## Source data

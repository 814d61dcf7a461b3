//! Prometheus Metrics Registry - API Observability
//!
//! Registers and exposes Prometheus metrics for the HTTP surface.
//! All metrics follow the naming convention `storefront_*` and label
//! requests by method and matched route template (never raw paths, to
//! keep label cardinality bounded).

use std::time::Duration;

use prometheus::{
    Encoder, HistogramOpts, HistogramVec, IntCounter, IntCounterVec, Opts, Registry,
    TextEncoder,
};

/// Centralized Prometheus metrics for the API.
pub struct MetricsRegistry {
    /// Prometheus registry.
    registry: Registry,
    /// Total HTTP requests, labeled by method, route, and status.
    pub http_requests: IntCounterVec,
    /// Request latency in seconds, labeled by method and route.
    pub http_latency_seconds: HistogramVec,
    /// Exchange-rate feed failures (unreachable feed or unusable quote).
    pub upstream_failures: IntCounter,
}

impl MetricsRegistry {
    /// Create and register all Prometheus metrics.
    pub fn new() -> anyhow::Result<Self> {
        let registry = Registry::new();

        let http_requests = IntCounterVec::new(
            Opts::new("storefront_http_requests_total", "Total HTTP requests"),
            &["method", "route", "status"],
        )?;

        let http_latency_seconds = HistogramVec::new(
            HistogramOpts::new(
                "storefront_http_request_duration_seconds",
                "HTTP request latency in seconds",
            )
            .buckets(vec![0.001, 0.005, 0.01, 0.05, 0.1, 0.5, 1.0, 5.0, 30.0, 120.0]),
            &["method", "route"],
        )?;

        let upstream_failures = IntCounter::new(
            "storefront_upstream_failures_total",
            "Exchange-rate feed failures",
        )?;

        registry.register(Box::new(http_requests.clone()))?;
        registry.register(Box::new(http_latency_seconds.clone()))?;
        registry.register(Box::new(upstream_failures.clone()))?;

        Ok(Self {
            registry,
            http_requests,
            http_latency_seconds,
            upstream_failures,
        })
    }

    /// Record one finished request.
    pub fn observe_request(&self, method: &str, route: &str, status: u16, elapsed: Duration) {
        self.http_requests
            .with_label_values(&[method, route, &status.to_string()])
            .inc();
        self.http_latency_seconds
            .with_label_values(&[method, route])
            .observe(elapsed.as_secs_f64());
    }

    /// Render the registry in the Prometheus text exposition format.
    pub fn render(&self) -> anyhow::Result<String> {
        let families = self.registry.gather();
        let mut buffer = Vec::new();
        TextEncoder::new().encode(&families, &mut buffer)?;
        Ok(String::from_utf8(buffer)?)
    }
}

--

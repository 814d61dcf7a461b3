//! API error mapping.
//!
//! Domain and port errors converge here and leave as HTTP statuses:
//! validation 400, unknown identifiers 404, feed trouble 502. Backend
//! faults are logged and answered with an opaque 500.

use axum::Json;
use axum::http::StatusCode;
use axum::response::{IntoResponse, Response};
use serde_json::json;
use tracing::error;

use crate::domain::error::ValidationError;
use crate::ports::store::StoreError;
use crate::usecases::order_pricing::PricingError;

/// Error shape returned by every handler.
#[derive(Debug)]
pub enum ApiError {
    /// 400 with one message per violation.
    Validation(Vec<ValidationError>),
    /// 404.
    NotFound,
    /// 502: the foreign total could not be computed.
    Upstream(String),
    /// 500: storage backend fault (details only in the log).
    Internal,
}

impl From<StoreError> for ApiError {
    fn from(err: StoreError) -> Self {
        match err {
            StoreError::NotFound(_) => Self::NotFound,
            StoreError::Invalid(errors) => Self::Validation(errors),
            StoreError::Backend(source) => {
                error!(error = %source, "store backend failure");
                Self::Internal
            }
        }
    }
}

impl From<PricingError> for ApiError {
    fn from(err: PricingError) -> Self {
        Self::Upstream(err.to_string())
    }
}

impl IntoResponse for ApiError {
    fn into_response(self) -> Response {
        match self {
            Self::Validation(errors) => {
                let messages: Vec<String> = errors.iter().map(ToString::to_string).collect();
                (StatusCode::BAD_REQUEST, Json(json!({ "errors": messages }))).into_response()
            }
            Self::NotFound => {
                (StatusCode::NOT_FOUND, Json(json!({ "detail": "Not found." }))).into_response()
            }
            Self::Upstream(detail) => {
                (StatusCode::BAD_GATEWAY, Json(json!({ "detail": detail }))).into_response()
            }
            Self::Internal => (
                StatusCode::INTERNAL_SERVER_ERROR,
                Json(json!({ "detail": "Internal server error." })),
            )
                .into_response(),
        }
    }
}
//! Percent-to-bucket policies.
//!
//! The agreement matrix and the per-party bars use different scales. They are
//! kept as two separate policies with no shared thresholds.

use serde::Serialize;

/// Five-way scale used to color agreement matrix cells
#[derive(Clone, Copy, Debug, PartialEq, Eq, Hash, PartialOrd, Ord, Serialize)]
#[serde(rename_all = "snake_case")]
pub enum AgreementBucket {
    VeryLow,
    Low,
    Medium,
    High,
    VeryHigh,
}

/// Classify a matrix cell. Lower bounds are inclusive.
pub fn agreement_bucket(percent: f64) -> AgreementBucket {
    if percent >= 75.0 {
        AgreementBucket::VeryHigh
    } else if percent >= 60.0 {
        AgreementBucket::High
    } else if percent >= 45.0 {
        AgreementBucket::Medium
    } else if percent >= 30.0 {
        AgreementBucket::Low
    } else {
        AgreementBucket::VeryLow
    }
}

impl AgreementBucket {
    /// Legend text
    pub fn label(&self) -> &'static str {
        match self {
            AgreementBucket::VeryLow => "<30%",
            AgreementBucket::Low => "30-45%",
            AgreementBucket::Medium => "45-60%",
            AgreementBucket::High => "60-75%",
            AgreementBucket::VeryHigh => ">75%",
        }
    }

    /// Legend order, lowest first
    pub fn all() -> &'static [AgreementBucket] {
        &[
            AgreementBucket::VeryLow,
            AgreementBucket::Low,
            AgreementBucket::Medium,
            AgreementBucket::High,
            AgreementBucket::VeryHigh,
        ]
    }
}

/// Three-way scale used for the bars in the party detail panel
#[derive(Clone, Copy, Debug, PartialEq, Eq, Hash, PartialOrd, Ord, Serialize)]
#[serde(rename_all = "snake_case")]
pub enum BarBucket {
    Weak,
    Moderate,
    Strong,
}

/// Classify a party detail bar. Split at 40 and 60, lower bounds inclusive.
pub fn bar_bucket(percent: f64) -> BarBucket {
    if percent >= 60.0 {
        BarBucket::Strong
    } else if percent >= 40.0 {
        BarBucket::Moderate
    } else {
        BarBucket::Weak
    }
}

## Work to complete
Only lines holding the word "feed" are wanted; copy each one from the listing.

## Finished task
    /// Exchange-rate feed failures (unreachable feed or unusable quote).
            "Exchange-rate feed failures",
//! validation 400, unknown identifiers 404, feed trouble 502. Backend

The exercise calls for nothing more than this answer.